Why are we pretending that Continual Growth is possible or even desirable, as a country and more importantly as species… Cancer is the only continual growth occurring in nature and it eventually destroys the whole organism.
Yet all political parties, business council, ACTU and other governing bodies believe in growth at all costs, including population growth. They obviously have no idea about population biology? The phrase ”boom and bust” figures prominently, there is even a statistical curve that can predict our species approaching rapid decline.
We live on a finite sphere, called Earth; it currently costs approx $100000 usd per kg to get an item into orbit, that option is out.
Sorry but all people will have to start controlling their own reproduction rate, or let nature control it for them through famine and disease. It is not possible to sustain growth and it is not even desirable.
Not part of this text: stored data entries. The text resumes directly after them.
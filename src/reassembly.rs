use crate::protocol::{CodeFragment, FragmentShape};
use crate::transcript::EntryKind;
use std::collections::HashMap;

/// The `(role, kind)` pair a structured fragment declares.
#[derive(Debug, Clone, PartialEq, Eq, Hash)]
pub struct StreamKey {
    pub role: String,
    pub kind: String,
}

impl StreamKey {
    pub fn new(role: impl Into<String>, kind: impl Into<String>) -> Self {
        Self {
            role: role.into(),
            kind: kind.into(),
        }
    }

    pub fn of(fragment: &CodeFragment) -> Self {
        Self::new(fragment.role.as_str(), fragment.kind.as_str())
    }
}

/// How fragments for a key are handled.
#[derive(Debug, Clone, Copy, PartialEq, Eq)]
pub enum StreamRoute {
    /// Accumulate start/content/end and emit one entry of this kind.
    Buffered(EntryKind),
    /// Not a recognized pair: each fragment is emitted verbatim.
    Opaque,
}

/// Recognized `(role, kind)` pairs and the entry kind each produces.
#[derive(Debug, Clone)]
pub struct StreamRegistry {
    routes: HashMap<StreamKey, EntryKind>,
}

impl StreamRegistry {
    pub fn empty() -> Self {
        Self {
            routes: HashMap::new(),
        }
    }

    pub fn register(&mut self, key: StreamKey, kind: EntryKind) -> &mut Self {
        self.routes.insert(key, kind);
        self
    }

    pub fn route(&self, key: &StreamKey) -> StreamRoute {
        match self.routes.get(key) {
            Some(kind) => StreamRoute::Buffered(*kind),
            None => StreamRoute::Opaque,
        }
    }
}

impl Default for StreamRegistry {
    fn default() -> Self {
        let mut registry = Self::empty();
        registry
            .register(StreamKey::new("computer", "console"), EntryKind::Console)
            .register(StreamKey::new("assistant", "code"), EntryKind::Code);
        registry
    }
}

/// What applying one fragment produced.
#[derive(Debug, Clone, PartialEq, Eq)]
pub enum Reassembled {
    Opened,
    Appended,
    /// `end` closed a buffer; the text is ready for the transcript.
    Completed { kind: EntryKind, text: String },
    /// Unrecognized pair; append the raw fragment as a code block.
    Opaque(String),
    /// `end` arrived with nothing open.
    Nothing,
}

#[derive(Debug, Default)]
pub struct StreamReassembler {
    registry: StreamRegistry,
    /// A key present here has an open buffer.
    buffers: HashMap<StreamKey, String>,
}

impl StreamReassembler {
    pub fn new() -> Self {
        Self::default()
    }

    pub fn with_registry(registry: StreamRegistry) -> Self {
        Self {
            registry,
            buffers: HashMap::new(),
        }
    }

    pub fn registry(&self) -> &StreamRegistry {
        &self.registry
    }

    pub fn apply(&mut self, fragment: &CodeFragment) -> Reassembled {
        let key = StreamKey::of(fragment);
        let kind = match self.registry.route(&key) {
            StreamRoute::Buffered(kind) => kind,
            StreamRoute::Opaque => return Reassembled::Opaque(fragment.raw.clone()),
        };

        match &fragment.shape {
            FragmentShape::Start => {
                if let Some(stale) = self.buffers.insert(key, String::new()) {
                    if !stale.is_empty() {
                        log::debug!(
                            "[reassembly] start discarded {} partial bytes for {}/{}",
                            stale.len(),
                            fragment.role,
                            fragment.kind
                        );
                    }
                }
                Reassembled::Opened
            }
            FragmentShape::Content(text) => {
                // Transport ordering is not guaranteed; content before start
                // opens the buffer implicitly.
                self.buffers.entry(key).or_default().push_str(text);
                Reassembled::Appended
            }
            FragmentShape::End => match self.buffers.remove(&key) {
                Some(text) => Reassembled::Completed { kind, text },
                None => {
                    log::debug!(
                        "[reassembly] end without open buffer for {}/{}",
                        fragment.role,
                        fragment.kind
                    );
                    Reassembled::Nothing
                }
            },
        }
    }

    pub fn buffer(&self, key: &StreamKey) -> Option<&str> {
        self.buffers.get(key).map(|s| s.as_str())
    }

    pub fn is_open(&self, key: &StreamKey) -> bool {
        self.buffers.contains_key(key)
    }

    pub fn open_keys(&self) -> Vec<StreamKey> {
        self.buffers.keys().cloned().collect()
    }

    pub fn discard(&mut self, key: &StreamKey) -> Option<String> {
        self.buffers.remove(key)
    }

    pub fn clear(&mut self) {
        self.buffers.clear();
    }
}

#[cfg(test)]
mod tests {
    use super::*;

    fn frag(role: &str, kind: &str, shape: FragmentShape) -> CodeFragment {
        CodeFragment {
            role: role.into(),
            kind: kind.into(),
            raw: format!("{{\"role\":\"{}\",\"type\":\"{}\"}}", role, kind),
            shape,
        }
    }

    fn content(role: &str, kind: &str, text: &str) -> CodeFragment {
        frag(role, kind, FragmentShape::Content(text.into()))
    }

    #[test]
    fn start_content_end_concatenates_exactly() {
        let mut r = StreamReassembler::new();
        let key = StreamKey::new("computer", "console");
        assert_eq!(r.apply(&frag("computer", "console", FragmentShape::Start)), Reassembled::Opened);
        r.apply(&content("computer", "console", "a"));
        r.apply(&content("computer", "console", "b"));
        assert_eq!(
            r.apply(&frag("computer", "console", FragmentShape::End)),
            Reassembled::Completed {
                kind: EntryKind::Console,
                text: "ab".into()
            }
        );
        assert!(!r.is_open(&key));
        assert!(r.buffer(&key).is_none());
    }

    #[test]
    fn content_without_start_opens_implicitly() {
        let mut r = StreamReassembler::new();
        r.apply(&content("assistant", "code", "x = 1"));
        assert_eq!(r.buffer(&StreamKey::new("assistant", "code")), Some("x = 1"));
    }

    #[test]
    fn start_discards_partial_content() {
        let mut r = StreamReassembler::new();
        r.apply(&content("assistant", "code", "stale"));
        r.apply(&frag("assistant", "code", FragmentShape::Start));
        r.apply(&content("assistant", "code", "fresh"));
        assert_eq!(
            r.apply(&frag("assistant", "code", FragmentShape::End)),
            Reassembled::Completed {
                kind: EntryKind::Code,
                text: "fresh".into()
            }
        );
    }

    #[test]
    fn interleaved_keys_stay_independent() {
        let mut r = StreamReassembler::new();
        r.apply(&frag("assistant", "code", FragmentShape::Start));
        r.apply(&frag("computer", "console", FragmentShape::Start));
        r.apply(&content("assistant", "code", "print("));
        r.apply(&content("computer", "console", "out"));
        r.apply(&content("assistant", "code", "2)"));
        r.apply(&content("computer", "console", "put"));

        assert_eq!(
            r.apply(&frag("computer", "console", FragmentShape::End)),
            Reassembled::Completed {
                kind: EntryKind::Console,
                text: "output".into()
            }
        );
        assert_eq!(
            r.apply(&frag("assistant", "code", FragmentShape::End)),
            Reassembled::Completed {
                kind: EntryKind::Code,
                text: "print(2)".into()
            }
        );
        assert!(r.open_keys().is_empty());
    }

    #[test]
    fn unknown_pair_is_opaque_and_unbuffered() {
        let mut r = StreamReassembler::new();
        let f = frag("computer", "confirmation", FragmentShape::Start);
        assert_eq!(r.apply(&f), Reassembled::Opaque(f.raw.clone()));
        assert!(r.open_keys().is_empty());
    }

    #[test]
    fn end_with_nothing_open() {
        let mut r = StreamReassembler::new();
        assert_eq!(
            r.apply(&frag("assistant", "code", FragmentShape::End)),
            Reassembled::Nothing
        );
    }

    #[test]
    fn registry_extends_without_touching_apply() {
        let mut registry = StreamRegistry::default();
        registry.register(StreamKey::new("assistant", "message"), EntryKind::Assistant);
        let mut r = StreamReassembler::with_registry(registry);
        r.apply(&content("assistant", "message", "Done."));
        assert_eq!(
            r.apply(&frag("assistant", "message", FragmentShape::End)),
            Reassembled::Completed {
                kind: EntryKind::Assistant,
                text: "Done.".into()
            }
        );
    }
}
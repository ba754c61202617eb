use crate::error::{Result, SessionError};
use std::path::{Path, PathBuf};

/// Where clips are written for the duration of their playback.
#[derive(Debug, Clone)]
pub struct ScratchDir {
    root: PathBuf,
}

impl ScratchDir {
    pub fn new(root: impl Into<PathBuf>) -> Self {
        Self { root: root.into() }
    }

    pub fn root(&self) -> &Path {
        &self.root
    }

    pub async fn write(&self, clip_id: u64, payload: &[u8]) -> Result<ScratchFile> {
        tokio::fs::create_dir_all(&self.root).await.map_err(|e| {
            SessionError::Playback(format!(
                "failed to create scratch dir '{}': {}",
                self.root.display(),
                e
            ))
        })?;
        let path = self
            .root
            .join(format!("clip_{}_{}_{}.wav", std::process::id(), now_ms(), clip_id));
        // Guard first so a failed write still cleans up a partial file.
        let file = ScratchFile {
            path,
            released: false,
        };
        tokio::fs::write(&file.path, payload).await.map_err(|e| {
            SessionError::Playback(format!(
                "failed to write scratch file '{}': {}",
                file.path.display(),
                e
            ))
        })?;
        Ok(file)
    }
}

/// One clip on disk. `release` deletes it; if that never runs (the owning
/// task was cancelled mid-play) dropping the guard deletes it instead.
#[derive(Debug)]
pub struct ScratchFile {
    path: PathBuf,
    released: bool,
}

impl ScratchFile {
    pub fn path(&self) -> &Path {
        &self.path
    }

    pub async fn release(mut self) {
        if let Err(e) = tokio::fs::remove_file(&self.path).await {
            if e.kind() != std::io::ErrorKind::NotFound {
                log::warn!(
                    "[playback] failed to delete scratch file '{}': {}",
                    self.path.display(),
                    e
                );
            }
        }
        self.released = true;
    }
}

impl Drop for ScratchFile {
    fn drop(&mut self) {
        if !self.released {
            let _ = std::fs::remove_file(&self.path);
        }
    }
}

fn now_ms() -> u64 {
    use std::time::{SystemTime, UNIX_EPOCH};
    SystemTime::now()
        .duration_since(UNIX_EPOCH)
        .unwrap_or_default()
        .as_millis() as u64
}

#[cfg(test)]
mod tests {
    use super::*;

    #[tokio::test]
    async fn release_deletes_the_file() {
        let dir = tempfile::tempdir().unwrap();
        let scratch = ScratchDir::new(dir.path().join("playback"));
        let file = scratch.write(1, b"RIFF").await.unwrap();
        let path = file.path().to_path_buf();
        assert_eq!(std::fs::read(&path).unwrap(), b"RIFF");
        file.release().await;
        assert!(!path.exists());
    }

    #[tokio::test]
    async fn dropping_unreleased_guard_deletes_the_file() {
        let dir = tempfile::tempdir().unwrap();
        let scratch = ScratchDir::new(dir.path());
        let file = scratch.write(2, b"data").await.unwrap();
        let path = file.path().to_path_buf();
        drop(file);
        assert!(!path.exists());
    }
}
And the worth of overseas tertiary qualifications? The sub-Continent mass produces them – particularly among their middle class. I’m not sure too much credence can be placed on a lot of overseas qualifications. Doesn’t this also deprive the developing countries access to professional services like medical services, educational services, etc? All this to lower the price of our workforce in professional and other fields. I notice studies in other articles on Crikey and elsewhere which show that many overseas born migrants possessed with educational and professional qualifications who don’t work in their fields of specialty and are resentful of this fact. No mention of this here from good old BK. Just a mash up of “facts” to support….What precisely? I tell you what. That our immigration program is a plot by the government and business community to artificially secure increases to our GDP at the expense of the local population and local, State and Federal governments; to secure for business a population growth and a captive market for their products and services; to ensure competition among the workforce for jobs as they become available to reduce the bargaining power of labour.
Nice analysis Bernard! how about the real truth about the impact of immigration and migrants to our community and our economy. The dumb way to achieve economic growth. Just pack ’em in. Al least if things go pear shaped for these new arrivals they have a new or old place to start again. Those born here have to live here and make the best of it. It’s all one way traffic.